***** Exercise input *****

//! # OxiArc Core
//!
//! Core components shared by the OxiArc codecs.
//!
//! - [`crc`]: CRC-32 checksum
//! - [`adler32`]: Adler-32 checksum
//! - [`error`]: Error types
//!
//! ## Example
//!
//! ```rust
//! use oxiarc_core::{Adler32, Crc32};
//!
//! assert_eq!(Crc32::compute(b"Hello, world!"), 0xEBE6C6E6);
//! assert_eq!(Adler32::checksum(b"Hello, world!"), 0x205E048A);
//! ```

#![warn(missing_docs)]
#![warn(clippy::all)]
#![allow(clippy::module_name_repetitions)]

pub mod adler32;
pub mod crc;
pub mod error;

// Re-exports for convenience
pub use adler32::{Adler32, adler32_update};
pub use crc::Crc32;
pub use error::{OxiArcError, Result};

/// Prelude module for convenient imports.
pub mod prelude {
    pub use crate::adler32::Adler32;
    pub use crate::crc::Crc32;
    pub use crate::error::{OxiArcError, Result};
}
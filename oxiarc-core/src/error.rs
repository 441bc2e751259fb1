//! Error types shared by the OxiArc codecs.
//!
//! Only conditions that can arise from entropy-coded data live here; codec
//! crates wrap this type in their own error enums.

use thiserror::Error;

/// The main error type for OxiArc operations.
#[derive(Debug, Error)]
pub enum OxiArcError {
    /// Bits that form no code of the current Huffman table.
    #[error("Invalid Huffman code at bit position {bit_position}")]
    InvalidHuffmanCode {
        /// Bit position where the invalid code was found.
        bit_position: u64,
    },
}

/// Result type alias for OxiArc operations.
pub type Result<T> = std::result::Result<T, OxiArcError>;

impl OxiArcError {
    /// Create an invalid Huffman code error.
    pub fn invalid_huffman(bit_position: u64) -> Self {
        Self::InvalidHuffmanCode { bit_position }
    }
}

*****

◆ **Aim of the exercise**: Could you reproduce, exactly, every line above from the line with "pub use crate::crc::Crc32;" to the line with "use thiserror::Error;", and no other line? Both ends count.

◆ **Result of the task**:
    pub use crate::crc::Crc32;
    pub use crate::error::{OxiArcError, Result};
}
filename oxiarc-core/src/error.rs
repository 441bc2e751259fb1
//! Error types shared by the OxiArc codecs.
//!
//! Only conditions that can arise from entropy-coded data live here; codec
//! crates wrap this type in their own error enums.

use thiserror::Error;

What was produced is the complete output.